----- Data for this task -----
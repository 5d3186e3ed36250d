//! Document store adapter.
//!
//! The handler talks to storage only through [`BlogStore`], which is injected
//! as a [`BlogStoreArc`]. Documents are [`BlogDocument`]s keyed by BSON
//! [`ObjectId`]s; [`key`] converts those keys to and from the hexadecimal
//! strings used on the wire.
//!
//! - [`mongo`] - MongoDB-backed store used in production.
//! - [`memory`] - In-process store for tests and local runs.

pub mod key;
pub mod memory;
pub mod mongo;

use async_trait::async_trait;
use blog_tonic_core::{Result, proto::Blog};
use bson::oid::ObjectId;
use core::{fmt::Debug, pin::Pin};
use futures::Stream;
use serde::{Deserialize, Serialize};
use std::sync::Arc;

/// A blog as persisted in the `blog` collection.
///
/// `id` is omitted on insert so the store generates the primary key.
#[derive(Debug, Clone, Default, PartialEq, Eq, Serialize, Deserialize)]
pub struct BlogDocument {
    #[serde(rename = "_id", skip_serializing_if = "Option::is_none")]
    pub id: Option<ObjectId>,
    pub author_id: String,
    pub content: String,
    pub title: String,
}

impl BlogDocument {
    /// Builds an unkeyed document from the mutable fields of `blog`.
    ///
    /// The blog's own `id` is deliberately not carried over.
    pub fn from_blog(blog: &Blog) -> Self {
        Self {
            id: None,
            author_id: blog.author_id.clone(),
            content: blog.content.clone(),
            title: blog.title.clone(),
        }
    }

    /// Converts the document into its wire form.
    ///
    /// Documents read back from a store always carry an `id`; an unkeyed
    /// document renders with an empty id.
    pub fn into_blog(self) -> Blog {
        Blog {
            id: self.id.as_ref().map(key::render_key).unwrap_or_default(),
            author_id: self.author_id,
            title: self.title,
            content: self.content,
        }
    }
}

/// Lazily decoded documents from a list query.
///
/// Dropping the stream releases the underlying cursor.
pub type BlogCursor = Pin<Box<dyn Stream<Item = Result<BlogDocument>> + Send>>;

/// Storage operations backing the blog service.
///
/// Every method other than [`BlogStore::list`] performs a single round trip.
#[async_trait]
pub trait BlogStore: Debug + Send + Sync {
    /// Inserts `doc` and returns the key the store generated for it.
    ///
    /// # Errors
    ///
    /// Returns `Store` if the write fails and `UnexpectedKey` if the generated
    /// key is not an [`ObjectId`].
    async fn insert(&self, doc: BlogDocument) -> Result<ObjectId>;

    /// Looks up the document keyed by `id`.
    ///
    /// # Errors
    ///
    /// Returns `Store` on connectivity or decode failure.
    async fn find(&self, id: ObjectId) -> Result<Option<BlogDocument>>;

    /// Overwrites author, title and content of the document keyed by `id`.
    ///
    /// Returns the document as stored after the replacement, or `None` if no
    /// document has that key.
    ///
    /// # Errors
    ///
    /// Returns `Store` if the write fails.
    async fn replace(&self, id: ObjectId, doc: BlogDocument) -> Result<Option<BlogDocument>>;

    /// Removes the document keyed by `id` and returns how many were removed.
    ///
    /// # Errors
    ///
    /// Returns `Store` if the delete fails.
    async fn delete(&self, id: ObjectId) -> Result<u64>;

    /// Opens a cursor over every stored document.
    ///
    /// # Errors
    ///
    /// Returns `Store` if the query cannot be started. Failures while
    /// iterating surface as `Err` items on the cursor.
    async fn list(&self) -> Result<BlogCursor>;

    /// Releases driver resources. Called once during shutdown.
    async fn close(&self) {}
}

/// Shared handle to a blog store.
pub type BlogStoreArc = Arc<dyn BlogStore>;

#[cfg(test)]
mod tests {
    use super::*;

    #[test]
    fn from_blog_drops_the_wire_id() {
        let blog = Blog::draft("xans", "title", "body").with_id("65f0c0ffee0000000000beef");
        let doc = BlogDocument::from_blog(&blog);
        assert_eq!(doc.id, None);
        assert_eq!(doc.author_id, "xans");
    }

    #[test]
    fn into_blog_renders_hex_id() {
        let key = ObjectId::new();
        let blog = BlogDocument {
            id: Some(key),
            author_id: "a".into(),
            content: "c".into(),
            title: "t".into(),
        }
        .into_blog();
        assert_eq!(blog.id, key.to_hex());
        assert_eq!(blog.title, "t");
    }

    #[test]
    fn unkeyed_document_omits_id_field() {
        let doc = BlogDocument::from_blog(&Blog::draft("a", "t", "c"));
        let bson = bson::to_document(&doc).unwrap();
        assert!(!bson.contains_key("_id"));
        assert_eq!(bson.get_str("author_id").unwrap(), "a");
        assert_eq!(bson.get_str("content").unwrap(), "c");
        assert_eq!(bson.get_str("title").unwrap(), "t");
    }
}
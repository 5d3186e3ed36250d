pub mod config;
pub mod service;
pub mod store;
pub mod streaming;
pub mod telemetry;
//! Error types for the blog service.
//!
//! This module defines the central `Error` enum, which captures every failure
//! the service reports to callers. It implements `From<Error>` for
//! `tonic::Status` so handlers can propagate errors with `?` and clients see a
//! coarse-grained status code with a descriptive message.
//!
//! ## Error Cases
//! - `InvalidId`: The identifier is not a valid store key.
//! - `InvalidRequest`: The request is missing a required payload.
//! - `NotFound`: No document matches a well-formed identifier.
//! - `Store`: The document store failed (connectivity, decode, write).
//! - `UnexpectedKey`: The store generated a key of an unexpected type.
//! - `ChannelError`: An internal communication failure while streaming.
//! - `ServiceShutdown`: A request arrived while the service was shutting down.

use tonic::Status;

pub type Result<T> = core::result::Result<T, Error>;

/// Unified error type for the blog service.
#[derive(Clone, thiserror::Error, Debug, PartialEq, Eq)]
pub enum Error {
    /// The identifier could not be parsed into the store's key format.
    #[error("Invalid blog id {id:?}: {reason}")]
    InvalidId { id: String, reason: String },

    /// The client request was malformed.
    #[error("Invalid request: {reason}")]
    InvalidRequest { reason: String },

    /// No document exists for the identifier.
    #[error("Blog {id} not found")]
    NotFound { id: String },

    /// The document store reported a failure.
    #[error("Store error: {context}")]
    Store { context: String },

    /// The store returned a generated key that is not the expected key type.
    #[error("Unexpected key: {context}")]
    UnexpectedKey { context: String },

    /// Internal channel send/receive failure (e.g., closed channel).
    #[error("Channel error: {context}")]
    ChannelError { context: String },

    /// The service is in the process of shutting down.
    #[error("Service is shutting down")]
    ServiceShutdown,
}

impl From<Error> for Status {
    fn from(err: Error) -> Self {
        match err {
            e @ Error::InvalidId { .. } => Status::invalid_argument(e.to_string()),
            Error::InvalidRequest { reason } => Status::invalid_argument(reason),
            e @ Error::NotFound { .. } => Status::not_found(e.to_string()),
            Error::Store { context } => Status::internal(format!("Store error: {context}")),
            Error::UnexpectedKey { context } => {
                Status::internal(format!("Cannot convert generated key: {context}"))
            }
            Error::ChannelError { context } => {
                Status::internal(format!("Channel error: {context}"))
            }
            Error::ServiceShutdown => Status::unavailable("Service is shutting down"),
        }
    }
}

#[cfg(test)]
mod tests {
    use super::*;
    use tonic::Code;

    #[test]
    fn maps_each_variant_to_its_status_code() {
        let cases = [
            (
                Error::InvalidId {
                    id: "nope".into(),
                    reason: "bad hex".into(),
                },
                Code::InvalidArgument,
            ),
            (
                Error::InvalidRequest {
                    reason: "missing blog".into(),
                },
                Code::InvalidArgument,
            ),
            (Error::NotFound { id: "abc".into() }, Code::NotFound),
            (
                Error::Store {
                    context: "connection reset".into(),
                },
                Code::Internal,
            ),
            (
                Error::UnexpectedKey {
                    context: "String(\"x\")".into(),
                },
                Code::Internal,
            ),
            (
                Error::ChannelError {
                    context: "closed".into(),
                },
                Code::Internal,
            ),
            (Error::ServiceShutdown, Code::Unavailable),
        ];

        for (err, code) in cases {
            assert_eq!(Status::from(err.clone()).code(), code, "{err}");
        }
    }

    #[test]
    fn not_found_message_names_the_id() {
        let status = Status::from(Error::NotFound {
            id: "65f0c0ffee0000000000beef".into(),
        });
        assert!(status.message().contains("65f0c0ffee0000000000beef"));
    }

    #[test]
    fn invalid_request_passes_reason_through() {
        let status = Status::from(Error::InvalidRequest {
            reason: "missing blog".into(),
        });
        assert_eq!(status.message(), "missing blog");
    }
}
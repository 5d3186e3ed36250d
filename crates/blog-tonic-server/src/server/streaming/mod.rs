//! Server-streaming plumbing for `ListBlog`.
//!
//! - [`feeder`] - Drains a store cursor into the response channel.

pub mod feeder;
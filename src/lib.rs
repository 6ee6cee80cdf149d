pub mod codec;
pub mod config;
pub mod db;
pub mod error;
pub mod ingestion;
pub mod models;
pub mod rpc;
-----
Output exactly the leading lines of the data, up to and including the line marked by "from the hexadecimal".

▶ Response area:
repository 5d3186e3ed36250d
//! Document store adapter.
//!
//! The handler talks to storage only through [`BlogStore`], which is injected
//! as a [`BlogStoreArc`]. Documents are [`BlogDocument`]s keyed by BSON
//! [`ObjectId`]s; [`key`] converts those keys to and from the hexadecimal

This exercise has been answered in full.